Como, então, trombetear, com despropositado exagero, a tentativa de amordaçamento editorial? Reagindo a um fato inexistente ou superestimado, o jornal prometeu continuar cumprindo o item 3 do Código de Ética da Associação Nacional de Jornais, que lhe impõe apurar e publicar "a verdade dos fatos de interesse público, não admitindo que sobre eles prevaleçam quaisquer interesses".

Nesse caso, o jornal podia ter complementado a denúncia sobre o projeto de hotel de selva em Rondônia com a revelação de que o vice-presidente das Organizações Romulo Maiorana também é controlador de empreendimento semelhante no Estado do Amazonas, que recebeu incentivos fiscais da Sudam e está sob investigação de desvio do dinheiro liberado, como outras dezenas de projetos semelhantes, todos eles apontados seguidamente por O Liberal como tendo desviado recursos públicos para o patrimônio pessoal do ex-senador Jader Barbalho, o político mais influente na Sudam nos últimos anos.

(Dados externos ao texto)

impl Mixer {
    /// A mixer driven directly through [`Mixer::apply`], with no command ring.
    pub fn offline(sample_rate: f32) -> Self {
        Self::with_rings(sample_rate, None, None, Arc::new(AtomicU64::new(0)))
    }

    fn with_rings(
        sample_rate: f32,
        rx: Option<Consumer<MixerCommand>>,
        retired: Option<Producer<Retired>>,
        clock: Arc<AtomicU64>,
    ) -> Self {
        Self {
            sample_rate,
            rx,
            retired,
            tracks: Vec::with_capacity(INITIAL_TRACKS),
            voices: Vec::with_capacity(INITIAL_VOICES),
            master_gain: 1.0,
            master_left: vec![0.0; MAX_BLOCK_SIZE],
            master_right: vec![0.0; MAX_BLOCK_SIZE],
            frame: 0,
            clock,
        }
    }

    pub fn sample_rate(&self) -> f32 {
        self.sample_rate
    }

    /// Frames rendered so far.
    pub fn frame(&self) -> u64 {
        self.frame
    }

    pub fn track_count(&self) -> usize {
        self.tracks.len()
    }

    /// Voices still playing or waiting to start.
    pub fn voice_count(&self) -> usize {
        self.voices.iter().filter(|v| !v.dead).count()
    }

    pub fn apply(&mut self, command: MixerCommand) {
        match command {
            MixerCommand::AddTrack(mut chain) => {
                chain.connect();
                self.tracks.push(chain);
            }
            MixerCommand::RemoveTrack(id) => {
                if let Some(pos) = self.tracks.iter().position(|t| t.id() == id) {
                    let mut chain = self.tracks.remove(pos);
                    chain.disconnect();
                    self.retire(Retired::Chain(chain));
                }
                self.kill_voices(|v| v.track == id);
            }
            MixerCommand::SetGain(id, gain) => {
                if let Some(chain) = self.chain_mut(id) {
                    chain.gain.set_gain(gain);
                }
            }
            MixerCommand::SetPan(id, pan) => {
                if let Some(chain) = self.chain_mut(id) {
                    chain.pan.set_pan(pan);
                }
            }
            MixerCommand::Schedule(mut batch) => {
                let rate = self.sample_rate;
                for clip in batch.drain(..) {
                    self.voices.push(Voice {
                        track: clip.track,
                        voice: ClipVoice::new(clip.buffer, clip.start_frame, clip.offset, rate),
                        dead: false,
                    });
                }
                self.retire(Retired::Batch(batch));
            }
            MixerCommand::CancelPending => {
                let now = self.frame;
                self.kill_voices(|v| !v.voice.has_started(now));
            }
            MixerCommand::CancelAll => self.kill_voices(|_| true),
            MixerCommand::Reserve(reservation) => self.take_reservation(reservation),
        }
    }

    /// Render one block (at most `MAX_BLOCK_SIZE` frames) of the master bus.
    pub fn render_block(&mut self, left: &mut [f32], right: &mut [f32]) {
        debug_assert_eq!(left.len(), right.len());
        let frames = left.len().min(MAX_BLOCK_SIZE);

        self.drain_commands();

        let ctx = RenderCtx::new(self.sample_rate, self.frame);
        let master_l = &mut self.master_left[..frames];
        let master_r = &mut self.master_right[..frames];
        master_l.fill(0.0);
        master_r.fill(0.0);

        for chain in self.tracks.iter_mut() {
            let id = chain.id();
            let connected = chain.is_connected();
            let voices = self
                .voices
                .iter_mut()
                .filter(|v| v.track == id && !v.dead)
                .map(|v| &mut v.voice);
            let (track_l, track_r) = chain.render(voices, frames, &ctx);
            if connected {
                mix_into(master_l, track_l, 1.0);
                mix_into(master_r, track_r, 1.0);
            }
        }

        apply_gain(master_l, self.master_gain);
        apply_gain(master_r, self.master_gain);
        left[..frames].copy_from_slice(master_l);
        right[..frames].copy_from_slice(master_r);

        self.sweep_voices();

        self.frame += frames as u64;
        self.clock.store(self.frame, Ordering::Release);
    }

    /// Render into an interleaved device buffer of `channels` channels.
    ///
    /// Mono devices get the L/R average; extra channels beyond two are
    /// silent.
    pub fn render_interleaved(&mut self, data: &mut [f32], channels: usize) {
        let channels = channels.max(1);
        let mut left = [0.0f32; MAX_BLOCK_SIZE];
        let mut right = [0.0f32; MAX_BLOCK_SIZE];

        for block in data.chunks_mut(MAX_BLOCK_SIZE * channels) {
            let frames = block.len() / channels;
            self.render_block(&mut left[..frames], &mut right[..frames]);
            for (i, frame) in block.chunks_exact_mut(channels).enumerate() {
                if channels == 1 {
                    frame[0] = (left[i] + right[i]) * 0.5;
                } else {
                    frame[0] = left[i];
                    frame[1] = right[i];
                    frame[2..].fill(0.0);
                }
            }
        }
    }

    fn drain_commands(&mut self) {
        while let Some(command) = self.rx.as_mut().and_then(|rx| rx.pop().ok()) {
            self.apply(command);
        }
    }

    fn chain_mut(&mut self, id: TrackId) -> Option<&mut TrackChain> {
        self.tracks
            .iter_mut()
            .find(|t| t.id() == id)
            .map(|chain| &mut **chain)
    }

    fn take_reservation(&mut self, reservation: Reservation) {
        if let Some(mut tracks) = reservation.tracks {
            tracks.append(&mut self.tracks);
            let old = std::mem::replace(&mut self.tracks, tracks);
            self.retire(Retired::Tracks(old));
        }
        if let Some(mut voices) = reservation.voices {
            voices.append(&mut self.voices);
            let old = std::mem::replace(&mut self.voices, voices);
            self.retire(Retired::Voices(old));
        }
    }

    fn kill_voices(&mut self, mut doomed: impl FnMut(&Voice) -> bool) {
        for voice in self.voices.iter_mut() {
            if doomed(voice) {
                voice.dead = true;
            }
        }
        self.sweep_voices();
    }

    /// Hand finished and dead voices back. A voice that finds the retired
    /// ring full stays in the list, silent, until a later block.
    fn sweep_voices(&mut self) {
        let mut i = 0;
        while i < self.voices.len() {
            let voice = &mut self.voices[i];
            if !voice.dead && !voice.voice.is_finished() {
                i += 1;
                continue;
            }
            if self.retired.as_ref().is_some_and(|tx| tx.slots() == 0) {
                voice.dead = true;
                i += 1;
                continue;
            }
            let voice = self.voices.remove(i);
            self.retire(Retired::Voice(voice.voice));
        }
    }

    fn retire(&mut self, item: Retired) {
        if let Some(tx) = self.retired.as_mut() {
            // Only reached when the control side stopped collecting
            if let Err(PushError::Full(item)) = tx.push(item) {
                drop(item);
            }
        }
    }
}

/// Create a connected mixer/handle pair.
pub fn mixer_channel(sample_rate: u32, capacity: usize) -> (MixerHandle, Mixer) {
    let capacity = capacity.max(1);
    let (tx, rx) = RingBuffer::<MixerCommand>::new(capacity);
    let (retired_tx, retired_rx) = RingBuffer::<Retired>::new(capacity * 2 + INITIAL_VOICES * 2);
    let clock = Arc::new(AtomicU64::new(0));
    let mixer = Mixer::with_rings(sample_rate as f32, Some(rx), Some(retired_tx), clock.clone());
    let handle = MixerHandle {
        tx,
        retired: retired_rx,
        backlog: VecDeque::new(),
        clock,
        sample_rate,
        tracks: 0,
        track_capacity: INITIAL_TRACKS,
        voices: 0,
        voice_capacity: INITIAL_VOICES,
    };
    (handle, mixer)
}

/// Control-thread side of a mixer.
///
/// Commands that do not fit in the ring wait in a backlog and go out, in
/// order, on the next `send` or `flush`. Sending never fails.
///
/// The handle counts the tracks and voices it has handed over and not yet
/// seen retired. That count is an upper bound on what the mixer holds, so
/// a `Reserve` queued ahead of an `AddTrack` or `Schedule` always arrives
/// before the mixer would have to grow on its own.
pub struct MixerHandle {
    tx: Producer<MixerCommand>,
    retired: Consumer<Retired>,
    backlog: VecDeque<MixerCommand>,
    clock: Arc<AtomicU64>,
    sample_rate: u32,
    tracks: usize,
    track_capacity: usize,
    voices: usize,
    voice_capacity: usize,
}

O Liberal não deu inusitada manchete de primeira página ao seu editorial por estar sendo impedido de dizer a verdade, matéria-prima que costuma ser maltratada em suas páginas. Foi porque não ganhou o dinheiro que julga, por direito quase divino, ser obrigação do anunciante lhe pagar. Isso não é assunto editorial, mas matéria comercial. Devia ser tratada em outro lugar e de outra forma, ao menos para que o jornal, dando-se ao respeito, respeitasse o seu leitor.

Ah, sim: O Liberal não deu uma linha sequer sobre o conteúdo do balanço da maior instituição regional de crédito, que constitui relevante assunto jornalístico. Nem mais voltou a tratar da operação irregular de empréstimo em favor da empresa rondoniense de turismo. Parece até que para os Maiorana o que sai de suas agendas desaparece do mundo. D?après moi le déluge, diria Romulo Maiorana II, se pudesse saber o que estaria dizendo nessa difícil língua de seu circunstancial antecessor, um tal de Luís 14, o rei-sol.